Coral reefs in Australia have bleached repeatedly over the past 30 years. Mass bleaching events occurred in Australia in 1983, 1987, 1991, 1998, 2002 and in 2006, with large sections of the GBR bleached in each case. Mortality rates on the GBR have been relatively low compared to coral reefs elsewhere because conditions have been relatively unchanged there so far. By contrast, a very warm core of water sat above Scott Reef in the northwest waters of Australia for several months in 1998, resulting in an almost total bleaching and mortality of corals down to 30 m and 95% of reef-building corals dying in the months that followed. Recent reports indicate that recovery of these reefs has been very slow, primarily because recruitment to these remote reefs is difficult and rare. Coral disease, driven by pathogenic bacteria in addition to coral bleaching, is on the rise and may be connected to warmer than normal conditions. While coral disease affects less than 5% of the population, the incidence of diseases such as 'white syndrome' and other diseases (Fig. 10.4) are on the increase. While coral disease is currently not considered a major threat to coral reefs in Australia and many parts of the Pacific, recent experiences in the Caribbean, where coral disease decimated populations of Acropora corals, suggest that understanding and monitoring coral disease is important.

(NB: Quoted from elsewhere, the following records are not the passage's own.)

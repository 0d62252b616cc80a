use std::sync::Arc;

use crate::session::LocalMediaProgress;

/// View of the player and device that the progress syncer polls.
///
/// Implemented by the platform layer. Readers may be called from the sync
/// task concurrently with other tasks, so implementations must be safe for
/// concurrent reads.
pub trait TelemetryHost: Send + Sync {
    /// Whether the player is currently playing
    fn is_player_active(&self) -> bool;

    /// Playback position in seconds
    fn current_time_seconds(&self) -> f64;

    /// Whether the active connection is unmetered (e.g. wifi)
    fn is_unmetered_network(&self) -> bool;

    fn has_network_connection(&self) -> bool;

    /// Id of the server connection config the device is connected to, if any
    fn connected_server_config_id(&self) -> Option<String>;

    fn is_sleep_timer_active(&self) -> bool;

    /// Ask the sleep timer to check whether its auto window has started
    fn check_auto_sleep_timer(&self);

    fn alert_sync_success(&self);

    /// Surface to the user that progress is repeatedly failing to reach the server
    fn alert_sync_failing(&self);

    fn notify_local_progress_update(&self, progress: &LocalMediaProgress);
}

/// A shared reference to a telemetry host
pub type SharedTelemetryHost = Arc<dyn TelemetryHost>;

The strong relationship between coral bleaching and sea temperature provides an opportunity to explore how changes in sea temperature in the future might affect the incidence of mass coral bleaching. Past studies have revealed that corals in a region have particular thermal 'thresholds' for bleaching. These thresholds for triggering bleaching are reliable to the point that they predict which regions will experience coral bleaching based on their sea-surface temperatures measured from satellites. If these thresholds are compared to projections of future sea temperatures trends (produced by the Global Circulation Models, see above), it is possible to estimate how the frequency and intensity of mass coral bleaching and mortality will change over time. These changes show that an increase of 2°C over pre-industrial temperatures in the average sea temperature in tropical and subtropical Australia (expected as a result of a doubling of CO2) will lead to annual bleaching and a major escalation in the number of mass mortality events.

The risk of mass bleaching has been examined for the GBR and revealed that the return time of severe mass coral bleaching in their models for low to moderate changes in the climate increased to the point where the ability of reefs to recover is severely compromised. Deterioration of coral populations is likely in most of the scenarios examined.